Vulnerability Disclosure Policy

Introduction

At xpna, we are committed to providing a secure and reliable service for our customers. We value the contributions of security researchers and other members of the community who help us maintain a secure environment. This Vulnerability Disclosure Policy describes how to report security vulnerabilities to us, our commitment to addressing them, and the guidelines for responsible disclosure.

Scope

This policy applies to any security vulnerability that could impact the confidentiality, integrity, or availability of our services, systems, or data. This includes, but is not limited to, vulnerabilities in our website, applications, APIs, and infrastructure.

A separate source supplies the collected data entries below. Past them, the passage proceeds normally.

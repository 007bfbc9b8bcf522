// hash.rs - Canonical policy hashing.
//
// Every policy identity in the system (the enforcer's effective hash, the
// hierarchy's merge hash, the `validate` response) comes from this one
// function. The value is serialized to JSON with object keys sorted at
// every depth, then digested with SHA-256.

use serde::Serialize;
use serde_json::{Map, Value};
use sha2::{Digest, Sha256};

/// Hash any serializable value over its sorted-key canonical JSON form.
///
/// Returns `sha256:<64 lowercase hex chars>`. Field declaration order and
/// map insertion order never affect the result.
pub fn canonical_hash<T: Serialize + ?Sized>(value: &T) -> String {
    // Serializing plain data structs into a Value cannot fail; a Null
    // fallback keeps the function total for exotic Serialize impls.
    let value = serde_json::to_value(value).unwrap_or(Value::Null);
    let canonical = canonicalize(&value);
    let json = canonical.to_string();

    let mut hasher = Sha256::new();
    hasher.update(json.as_bytes());
    format!("sha256:{:x}", hasher.finalize())
}

/// Rebuild a JSON value with object keys inserted in sorted order.
fn canonicalize(value: &Value) -> Value {
    match value {
        Value::Object(map) => {
            let mut keys: Vec<&String> = map.keys().collect();
            keys.sort();
            let mut sorted = Map::new();
            for key in keys {
                sorted.insert(key.clone(), canonicalize(&map[key]));
            }
            Value::Object(sorted)
        }
        Value::Array(items) => Value::Array(items.iter().map(canonicalize).collect()),
        other => other.clone(),
    }
}
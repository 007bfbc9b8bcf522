//! # nx-runtime
//!
//! The request path of the Nexxon control plane.
//!
//! A [`RuntimeContext`] is built once at startup from a [`RuntimeConfig`]
//! and shared by every request. Each request envelope goes through
//! [`dispatch`]: it is audited, checked against policy, handed to its
//! command handler, and answered with a response envelope. [`server`]
//! exposes the same path over HTTP.
//!
//! ## Quick Example
//!
//! ```rust,no_run
//! use nx_protocol::{Command, RequestEnvelope};
//! use nx_runtime::{dispatch, RuntimeConfig, RuntimeContext};
//!
//! # async fn run() -> Result<(), nx_runtime::RuntimeError> {
//! let ctx = RuntimeContext::open(RuntimeConfig::load(".")?)?;
//! ctx.start()?;
//! let response = dispatch(&ctx, RequestEnvelope::new(Command::Whoami)).await;
//! assert!(response.is_ok());
//! # Ok(())
//! # }
//! ```

pub mod collaborators;
pub mod config;
pub mod context;
pub mod dispatch;
pub mod error;
pub mod gate;
pub mod handlers;
pub mod prompts;
pub mod server;

pub use collaborators::{
    DiffProducer, FileScanner, GitignoreScanner, NoVectorSearch, UnifiedDiffProducer,
    VectorError, VectorMatch, VectorSearch, VectorStats,
};
pub use config::{RuntimeConfig, DEFAULT_PORT, PORT_ENV};
pub use context::{RuntimeContext, NO_POLICY_HASH};
pub use dispatch::{dispatch, dispatch_value};
pub use error::{IntoNexxonError, RuntimeError};
pub use server::{router, serve, serve_on, shutdown_signal};
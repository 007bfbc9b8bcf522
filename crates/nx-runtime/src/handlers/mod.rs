// handlers/mod.rs - One handler per envelope command.
//
// Handlers run after the policy gate has passed. Each takes the shared
// context and the request and returns the `result` payload, or a
// `NexxonError` that dispatch turns into an error envelope.

pub mod apply;
pub mod diff;
pub mod index;
pub mod log;
pub mod plan;
pub mod search;
pub mod undo;
pub mod validate;
pub mod whoami;

use serde_json::{json, Value};

use nx_protocol::{NexxonError, RequestEnvelope};

pub type HandlerResult = Result<Value, NexxonError>;

/// All required string arguments, reporting every missing key at once.
pub(crate) fn require_all<'a>(
    req: &'a RequestEnvelope,
    keys: &[&str],
) -> Result<Vec<&'a str>, NexxonError> {
    let missing: Vec<&str> = keys
        .iter()
        .copied()
        .filter(|k| req.arg_str(k).is_none())
        .collect();
    if !missing.is_empty() {
        return Err(NexxonError::invalid_args(format!(
            "missing required argument(s): {}",
            missing.join(", ")
        ))
        .with_context(req.command.as_str(), req.args.clone())
        .with_details(json!({ "missing": missing })));
    }
    Ok(keys.iter().filter_map(|k| req.arg_str(k)).collect())
}

/// The last `max` characters of `text`.
pub(crate) fn tail_chars(text: &str, max: usize) -> String {
    let count = text.chars().count();
    if count <= max {
        return text.to_string();
    }
    text.chars().skip(count - max).collect()
}

#[cfg(test)]
mod tests {
    use super::*;
    use nx_protocol::{Command, ErrorCode};

    #[test]
    fn require_all_lists_every_missing_key() {
        let req = RequestEnvelope::new(Command::Diff).with_arg("task", "t");
        let err = require_all(&req, &["file", "task", "model"]).unwrap_err();
        assert_eq!(err.code, ErrorCode::InvalidArgs);
        assert_eq!(err.details.unwrap()["missing"], json!(["file", "model"]));

        let req = req.with_arg("file", "a.rs").with_arg("model", "mock");
        assert_eq!(
            require_all(&req, &["file", "task"]).unwrap(),
            vec!["a.rs", "t"]
        );
    }

    #[test]
    fn tail_keeps_last_characters() {
        assert_eq!(tail_chars("abcdef", 3), "def");
        assert_eq!(tail_chars("ab", 3), "ab");
        assert_eq!(tail_chars("ééé", 2), "éé");
    }
}
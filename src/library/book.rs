//! Book metadata model.

use super::author::{Author, AuthorId};
use super::publisher::Publisher;
use super::tag::Tag;
use crate::error::{AppError, Result};
use std::fmt;
use std::hash::{Hash, Hasher};
use std::sync::Arc;

/// Book identifier.
pub type BookId = u64;

/// A book in the catalog.
///
/// Identity, equality and ordering are by `book_id` only.
#[derive(Debug, Clone)]
pub struct Book {
    book_id: BookId,
    title: String,
    description: Option<String>,
    publisher: Option<Arc<Publisher>>,
    authors: Vec<Arc<Author>>,
    tags: Vec<Arc<Tag>>,
    release_year: Option<u32>,
    ebook: Option<bool>,
    num_pages: u32,
    image_url: Option<String>,
    rating: Option<f64>,
}

impl Book {
    /// Create a book with minimal information. Fails on a negative id or a
    /// blank title.
    pub fn new(book_id: i64, title: &str) -> Result<Self> {
        let book_id = BookId::try_from(book_id)
            .map_err(|_| AppError::Validation(format!("Invalid book id: {}", book_id)))?;

        Ok(Self {
            book_id,
            title: Self::validate_title(title)?,
            description: None,
            publisher: None,
            authors: Vec::new(),
            tags: Vec::new(),
            release_year: None,
            ebook: None,
            num_pages: 0,
            image_url: None,
            rating: None,
        })
    }

    fn validate_title(title: &str) -> Result<String> {
        super::non_empty_trimmed(title)
            .map(str::to_string)
            .ok_or_else(|| AppError::Validation("Book title must not be empty".to_string()))
    }

    /// Book id.
    pub fn book_id(&self) -> BookId {
        self.book_id
    }

    /// Book title.
    pub fn title(&self) -> &str {
        &self.title
    }

    /// Change the title. Fails on a blank title.
    pub fn set_title(&mut self, title: &str) -> Result<()> {
        self.title = Self::validate_title(title)?;
        Ok(())
    }

    /// Book description.
    pub fn description(&self) -> Option<&str> {
        self.description.as_deref()
    }

    /// Set the description (trimmed).
    pub fn set_description(&mut self, description: &str) {
        self.description = Some(description.trim().to_string());
    }

    /// Publisher, if known.
    pub fn publisher(&self) -> Option<&Arc<Publisher>> {
        self.publisher.as_ref()
    }

    /// Set or clear the publisher.
    pub fn set_publisher(&mut self, publisher: Option<Arc<Publisher>>) {
        self.publisher = publisher;
    }

    /// Authors in insertion order.
    pub fn authors(&self) -> &[Arc<Author>] {
        &self.authors
    }

    /// Add an author. Returns `false` if an author with the same id is
    /// already attached.
    pub fn add_author(&mut self, author: Arc<Author>) -> bool {
        if self.has_author(author.unique_id()) {
            return false;
        }
        self.authors.push(author);
        true
    }

    /// Remove an author by id.
    pub fn remove_author(&mut self, author: &Author) {
        self.authors.retain(|a| a.unique_id() != author.unique_id());
    }

    /// Whether an author with this id is attached.
    pub fn has_author(&self, author_id: AuthorId) -> bool {
        self.authors.iter().any(|a| a.unique_id() == author_id)
    }

    /// Tags in tagging order.
    pub fn tags(&self) -> &[Arc<Tag>] {
        &self.tags
    }

    /// Attach a tag without recording the back-reference. Prefer
    /// [`Tag::tag_book`]. Returns `false` for duplicates.
    pub fn add_tag(&mut self, tag: Arc<Tag>) -> bool {
        if self.has_tag(tag.name()) {
            return false;
        }
        self.tags.push(tag);
        true
    }

    /// Whether the book carries the named tag.
    pub fn has_tag(&self, name: &str) -> bool {
        self.tags.iter().any(|t| t.name() == name)
    }

    /// Release year.
    pub fn release_year(&self) -> Option<u32> {
        self.release_year
    }

    /// Set the release year. Fails on a negative year.
    pub fn set_release_year(&mut self, year: i64) -> Result<()> {
        let year = u32::try_from(year)
            .map_err(|_| AppError::Validation(format!("Invalid release year: {}", year)))?;
        self.release_year = Some(year);
        Ok(())
    }

    /// Ebook flag, if known.
    pub fn ebook(&self) -> Option<bool> {
        self.ebook
    }

    /// Set the ebook flag.
    pub fn set_ebook(&mut self, ebook: bool) {
        self.ebook = Some(ebook);
    }

    /// Number of pages (0 when unknown).
    pub fn num_pages(&self) -> u32 {
        self.num_pages
    }

    /// Set the page count. Negative values are ignored.
    pub fn set_num_pages(&mut self, num_pages: i64) {
        if let Ok(pages) = u32::try_from(num_pages) {
            self.num_pages = pages;
        }
    }

    /// Cover image URL.
    pub fn image_url(&self) -> Option<&str> {
        self.image_url.as_deref()
    }

    /// Set the cover image URL.
    pub fn set_image_url(&mut self, url: impl Into<String>) {
        self.image_url = Some(url.into());
    }

    /// Average rating, strictly between 0 and 5.
    pub fn rating(&self) -> Option<f64> {
        self.rating
    }

    /// Set the rating. Values outside the open interval (0, 5) are dropped.
    pub fn set_rating(&mut self, rating: f64) {
        if rating > 0.0 && rating < 5.0 {
            self.rating = Some(rating);
        }
    }

    /// Get display name for authors.
    pub fn authors_display(&self) -> String {
        if self.authors.is_empty() {
            "Unknown Author".to_string()
        } else {
            self.authors
                .iter()
                .map(|a| a.full_name())
                .collect::<Vec<_>>()
                .join(", ")
        }
    }
}

impl PartialEq for Book {
    fn eq(&self, other: &Self) -> bool {
        self.book_id == other.book_id
    }
}

impl Eq for Book {}

impl Hash for Book {
    fn hash<H: Hasher>(&self, state: &mut H) {
        self.book_id.hash(state);
    }
}

impl PartialOrd for Book {
    fn partial_cmp(&self, other: &Self) -> Option<std::cmp::Ordering> {
        Some(self.cmp(other))
    }
}

impl Ord for Book {
    fn cmp(&self, other: &Self) -> std::cmp::Ordering {
        self.book_id.cmp(&other.book_id)
    }
}

impl fmt::Display for Book {
    fn fmt(&self, f: &mut fmt::Formatter<'_>) -> fmt::Result {
        write!(f, "<Book {}, book id = {}>", self.title, self.book_id)
    }
}
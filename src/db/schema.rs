use super::session::UnitOfWork;
use super::{entity_id, sql_id, storage, timestamp_to_datetime};
use crate::error::{AppError, Result};
use crate::library::reading::DEFAULT_COLLECTION_NAME;
use crate::library::{
    Author, AuthorId, Book, BookEntry, BookId, Publisher, ReadingCollection, Review, SharedUser,
    Tag, User,
};
use crate::repository::Repository;
use crate::search::{RELATED_ANCHOR_TAG, RELATED_SAMPLE_SIZE, sample_related};
use rusqlite::types::FromSql;
use rusqlite::{Connection, OptionalExtension, Params, Row, params};
use std::collections::HashMap;
use std::path::Path;
use std::sync::Arc;
use std::time::Duration;

const REVIEW_COLUMNS: &str =
    "SELECT user_id, book_id, review_text, rating, timestamp_us FROM reviews";

const BOOKS_BY_TAG: &str = "SELECT b.id FROM books b
     JOIN book_tags bt ON bt.book_id = b.id
     JOIN tags t ON t.id = bt.tag_id
     WHERE t.name = ?1
     ORDER BY b.seq";

/// SQLite-backed repository.
///
/// Entities are rebuilt from rows on every read, so two lookups of the same
/// book return equal but distinct values. Returned users are detached
/// copies: changes to them persist only through [`Repository::update_user`]
/// and the reading-entry operations.
pub struct SqliteRepository {
    conn: Connection,
}

impl SqliteRepository {
    /// Open or create the database at the given path.
    pub fn open(path: &Path, busy_timeout: Duration) -> Result<Self> {
        // Create parent directories if needed
        if let Some(parent) = path.parent() {
            std::fs::create_dir_all(parent)?;
        }

        let conn = Connection::open(path).map_err(storage("open database"))?;
        conn.busy_timeout(busy_timeout).map_err(storage("set busy timeout"))?;

        let repo = Self { conn };
        repo.initialize_schema()?;
        tracing::debug!(path = %path.display(), "Opened database");
        Ok(repo)
    }

    /// Open an in-memory database (for testing).
    pub fn open_memory() -> Result<Self> {
        let conn = Connection::open_in_memory().map_err(storage("open database"))?;
        let repo = Self { conn };
        repo.initialize_schema()?;
        Ok(repo)
    }

    /// Initialize database schema.
    fn initialize_schema(&self) -> Result<()> {
        self.conn
            .execute_batch(
                r#"
            PRAGMA foreign_keys = ON;

            CREATE TABLE IF NOT EXISTS publishers (
                id INTEGER PRIMARY KEY AUTOINCREMENT,
                name TEXT UNIQUE NOT NULL
            );

            CREATE TABLE IF NOT EXISTS authors (
                seq INTEGER PRIMARY KEY AUTOINCREMENT,
                id INTEGER UNIQUE NOT NULL,
                full_name TEXT NOT NULL
            );

            -- Directed pairs, both directions are stored
            CREATE TABLE IF NOT EXISTS author_coauthors (
                author_id INTEGER NOT NULL,
                coauthor_id INTEGER NOT NULL,
                PRIMARY KEY (author_id, coauthor_id)
            );

            CREATE TABLE IF NOT EXISTS books (
                seq INTEGER PRIMARY KEY AUTOINCREMENT,
                id INTEGER UNIQUE NOT NULL,
                title TEXT NOT NULL,
                description TEXT,
                publisher_id INTEGER,
                release_year INTEGER,
                ebook INTEGER,
                num_pages INTEGER NOT NULL DEFAULT 0,
                image_url TEXT,
                rating REAL,
                FOREIGN KEY (publisher_id) REFERENCES publishers(id)
            );

            CREATE TABLE IF NOT EXISTS book_authors (
                book_id INTEGER NOT NULL,
                author_id INTEGER NOT NULL,
                position INTEGER NOT NULL,
                PRIMARY KEY (book_id, author_id),
                FOREIGN KEY (book_id) REFERENCES books(id) ON DELETE CASCADE,
                FOREIGN KEY (author_id) REFERENCES authors(id) ON DELETE CASCADE
            );

            CREATE TABLE IF NOT EXISTS tags (
                id INTEGER PRIMARY KEY AUTOINCREMENT,
                name TEXT UNIQUE NOT NULL
            );

            CREATE TABLE IF NOT EXISTS book_tags (
                book_id INTEGER NOT NULL,
                tag_id INTEGER NOT NULL,
                position INTEGER NOT NULL,
                PRIMARY KEY (book_id, tag_id),
                FOREIGN KEY (book_id) REFERENCES books(id) ON DELETE CASCADE,
                FOREIGN KEY (tag_id) REFERENCES tags(id) ON DELETE CASCADE
            );

            -- Usernames are not unique, lookups take the oldest row
            CREATE TABLE IF NOT EXISTS users (
                user_id TEXT PRIMARY KEY,
                user_name TEXT NOT NULL,
                password TEXT,
                pages_read INTEGER NOT NULL DEFAULT 0
            );

            -- Books a user finished, repeats allowed
            CREATE TABLE IF NOT EXISTS user_read_books (
                user_id TEXT NOT NULL,
                position INTEGER NOT NULL,
                book_id INTEGER NOT NULL,
                PRIMARY KEY (user_id, position),
                FOREIGN KEY (user_id) REFERENCES users(user_id) ON DELETE CASCADE,
                FOREIGN KEY (book_id) REFERENCES books(id) ON DELETE CASCADE
            );

            CREATE TABLE IF NOT EXISTS reviews (
                id INTEGER PRIMARY KEY AUTOINCREMENT,
                user_id TEXT,
                book_id INTEGER,
                review_text TEXT NOT NULL,
                rating INTEGER NOT NULL,
                timestamp_us INTEGER NOT NULL,
                FOREIGN KEY (book_id) REFERENCES books(id) ON DELETE SET NULL
            );

            CREATE TABLE IF NOT EXISTS reading_lists (
                user_id TEXT PRIMARY KEY,
                name TEXT NOT NULL,
                FOREIGN KEY (user_id) REFERENCES users(user_id) ON DELETE CASCADE
            );

            CREATE TABLE IF NOT EXISTS book_entries (
                id INTEGER PRIMARY KEY AUTOINCREMENT,
                user_id TEXT NOT NULL,
                book_id INTEGER NOT NULL,
                status TEXT NOT NULL,
                pages_read INTEGER NOT NULL DEFAULT 0,
                UNIQUE(user_id, book_id),
                FOREIGN KEY (user_id) REFERENCES reading_lists(user_id) ON DELETE CASCADE,
                FOREIGN KEY (book_id) REFERENCES books(id) ON DELETE CASCADE
            );

            CREATE INDEX IF NOT EXISTS idx_users_name ON users(user_name);
            CREATE INDEX IF NOT EXISTS idx_reviews_book ON reviews(book_id);
            CREATE INDEX IF NOT EXISTS idx_reviews_user ON reviews(user_id);
            CREATE INDEX IF NOT EXISTS idx_book_tags_tag ON book_tags(tag_id);
            CREATE INDEX IF NOT EXISTS idx_book_authors_author ON book_authors(author_id);
            CREATE INDEX IF NOT EXISTS idx_books_release_year ON books(release_year);
            "#,
            )
            .map_err(storage("initialize schema"))?;

        Ok(())
    }

    /// Start a unit of work on this connection.
    pub fn unit_of_work(&mut self, operation: &'static str) -> Result<UnitOfWork<'_>> {
        UnitOfWork::begin(&mut self.conn, operation)
    }

    /// Run `f` in its own unit of work, committing only if it succeeds.
    fn write<T>(
        &mut self,
        operation: &'static str,
        f: impl FnOnce(&Connection) -> Result<T>,
    ) -> Result<T> {
        let uow = self.unit_of_work(operation)?;
        let value = f(uow.connection()?)?;
        uow.commit()?;
        Ok(value)
    }

    fn books_where<P: Params>(
        &self,
        sql: &str,
        params: P,
        action: &'static str,
    ) -> Result<Vec<Arc<Book>>> {
        let ids = query_column::<i64, _>(&self.conn, sql, params, action)?;
        load_books(&self.conn, ids)
    }

    fn count(&self, sql: &str, action: &'static str) -> Result<usize> {
        let count: i64 = self
            .conn
            .query_row(sql, [], |row| row.get(0))
            .map_err(storage(action))?;
        Ok(usize::try_from(count).unwrap_or(0))
    }
}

  • This policy applies to the xpna.app domain only. 
  • xpna.co is not an application domain and is not in scope. 
  • billing.xpna.co is managed by Stripe and is out of scope.

 

Reporting Vulnerabilities

To report a security vulnerability, please send an email to security@xpna.co with the following information:

  • A detailed description of the vulnerability, including the affected systems or services
  • Steps to reproduce the vulnerability
  • Any potential impact on users or data
  • Contact information for further communication

Please do not disclose the vulnerability publicly or share it with third parties until we have resolved the issue and given permission to disclose it.

Our Commitment

When you report a vulnerability in accordance with this policy, we commit to:

  • Acknowledging receipt of your report within 24 hours
  • Investigating the reported vulnerability promptly
  • Providing regular updates on the status of our investigation and resolution
  • Addressing the vulnerability as quickly as possible

Guidelines for Responsible Disclosure

To ensure responsible disclosure, we ask that you:

  • Do not engage in activities that could disrupt our services, such as denial-of-service attacks or unauthorized data access
  • Avoid accessing, modifying, or deleting data that is not your own
  • Do not publicly disclose the vulnerability until we have resolved it
  • Comply with all applicable laws

Legal Disclaimer

We will not take legal action against individuals who report vulnerabilities in accordance with this policy and act in good faith. However, we reserve the right to take legal action against individuals who violate this policy, engage in malicious activities, or cause harm to our services or users.